Hey Tizzy... What other schools do the same sort of thing?  Im looking for a good film school that isnt USC or NYU.  $25000 sure sounds nice.... Any other schools that have similar incentives?

Thanks
jason

"This is your life, and it's ending one minute at a time"


----------



## Drew Johnton (May 19, 2003)

Really? You don't think Miami is that good...

I know NYU is better... I just said Miami as my first choice because i don't think I have the grades to get into NYU...

I'd imagine FSU is hard to get into also, right?

Pretty much I'm  looking for a good school that i can get into...How hard is FSU to get into... harder or easier than NYU?


----------



## Drew Johnton (May 19, 2003)

I checked some information on FSU and from what I found... the average SAT scores are 1128 and the average GPa is 3.63... well I'm pretty dam close...

But that information seems a bit low... i excpected like a 1300 sat and a 3.8 GPA...

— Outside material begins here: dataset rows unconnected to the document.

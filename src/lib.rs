// airlock: offline-first HTTP fetch gateway.
// Serves classified resource requests from the network or from a named,
// versioned on-disk response store. Navigations are network-first with a
// cache fallback; static assets are cache-first with a network fallback.

pub mod cache;
pub mod config;
pub mod error;
pub mod gateway;
pub mod net;
pub mod resource;

pub use cache::{ResponseStore, default_cache_root};
pub use config::GatewayConfig;
pub use error::{AirlockError, Result};
pub use gateway::{
    CacheBackend, Gateway, GatewayMetrics, MetricsSnapshot, NetworkBackend, OfflineGateway,
};
pub use net::HttpClient;
pub use resource::{Request, RequestMode, Response};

Does this information sound accurate to you guys?... this is hwere i found it... 

http://www.a2zcolleges.com/misc/Advanced_details.asp?ID=455

This is the kind of info I'm looking for... and I know i can probably ask my guidance counselor and stuff about this but thats from one perspective... i'm interested in the Student perspective.

thanks for your help


----------



## Alan Denton (May 19, 2003)

<BLOCKQUOTE class="ip-ubbcode-quote"><font size="-1">quote:</font><HR> i don't think I have the grades to get into NYU <HR></BLOCKQUOTE>

Well now don't say that. I got in with a 3.65 GPA, which is pretty comparable to what you have. My SATs, however, were better. If you have the chance, take the SATs again, only this time buy the review book and study for them. 

Also, take the SAT II subject tests. NYU says that they don't require that applicants take them, but they "suggest" that they take three

...that means take them.

--Alan

------------------
http://www.alandenton.com
------------------


----------



## Drew Johnton (May 19, 2003)

If you don't mind me asking... what was your SAT score?

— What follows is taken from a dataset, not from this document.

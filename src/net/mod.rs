// Network module.
// HTTP transport for fetching resources that are not served from cache.

pub mod client;

pub use client::HttpClient;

I have been taking the SAT classes and all that and hve been working hard... and taking all kinds of practice tests...  

and as of now, 1100 is my best score... and it was on the one that counted.

My SAT tutors say I still have potential to do better on the June 7th test...

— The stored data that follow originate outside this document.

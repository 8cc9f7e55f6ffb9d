// Gateway configuration.
// Store naming, cache root resolution, and the precache URL list.

use std::path::PathBuf;

/// Environment variable overriding the cache root directory.
pub const CACHE_DIR_ENV: &str = "AIRLOCK_CACHE_DIR";

/// Configuration for an offline gateway.
///
/// The store name is version-tagged by convention (e.g. `myapp-v8`);
/// bumping the version supersedes the previous store, which is deleted
/// when the new one is activated.
#[derive(Debug, Clone)]
pub struct GatewayConfig {
    /// Versioned name of the response store.
    pub store_name: String,
    /// Cache root override. When `None`, the platform cache directory is used.
    pub cache_root: Option<PathBuf>,
    /// User agent sent with every network fetch.
    pub user_agent: String,
    /// Asset URLs warmed into the store at install time.
    pub precache: Vec<String>,
}

impl Default for GatewayConfig {
    fn default() -> Self {
        Self {
            store_name: "airlock-v1".to_string(),
            cache_root: None,
            user_agent: concat!("airlock/", env!("CARGO_PKG_VERSION")).to_string(),
            precache: Vec::new(),
        }
    }
}

impl GatewayConfig {
    /// Create a configuration for the given versioned store name.
    pub fn new(store_name: impl Into<String>) -> Self {
        Self {
            store_name: store_name.into(),
            ..Self::default()
        }
    }

    /// Apply the `AIRLOCK_CACHE_DIR` environment override, if set.
    pub fn with_env_overrides(mut self) -> Self {
        if let Ok(dir) = std::env::var(CACHE_DIR_ENV) {
            if !dir.is_empty() {
                self.cache_root = Some(PathBuf::from(dir));
            }
        }
        self
    }
}
/// Network fetch capability.
///
/// An `Err` means transport failure (offline, refused, DNS); HTTP-level
/// failures are `Ok` responses carrying their status code.
#[allow(async_fn_in_trait)]
pub trait NetworkBackend {
    async fn fetch(&self, request: &Request) -> Result<Response>;
}

impl CacheBackend for ResponseStore {
    fn lookup(&self, request: &Request) -> Result<Option<Response>> {
        ResponseStore::lookup(self, request)
    }

    fn store(&self, request: &Request, response: &Response) -> Result<()> {
        ResponseStore::store(self, request, response)
    }
}

/// The offline cache policy over injected cache and network backends.
///
/// Every request resolves through exactly one of two branches, selected
/// by `Request::is_navigation`. Requests are independent; the gateway
/// holds no per-request state and takes `&self` throughout.
pub struct Gateway<C, N> {
    cache: C,
    network: N,
    metrics: GatewayMetrics,
}

/// Gateway wired to the on-disk store and the reqwest backend.
pub type OfflineGateway = Gateway<ResponseStore, HttpClient>;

I wish i could find a website that will tell you what GPA and what SAT scores you need to get into specific schools...  I haven't found that yet and it is hard to find that kind of information on the college's website.... anyone know where i can find this information?


----------



## TizzyEntertainment (May 19, 2003)

Yeah, that info sounds about right for FSU. They really encourage the talented over the intellegent. (or something like that) As for other schools that will give you a budget, I think FSU might just be the only one. Only one I know of anyway.
R. M.

"Luck, is when opportunity, meets preperation." "There are 3 sides to every story. Yours, mine, and the truth, and none of us are lying" -Robert Evans


----------



## Drew Johnton (May 19, 2003)

Great. 

Those are pretty encouraging words... its good to know i have somewhat of a chance.

Do you think going to the NYFA helps me at all?  I signed up for it thinking it doesn't, but i heard somewhere that it might.


----------



## Alan Denton (May 19, 2003)

I usually refrain from blurting out my SAT score, but you asked, so it was a 1420.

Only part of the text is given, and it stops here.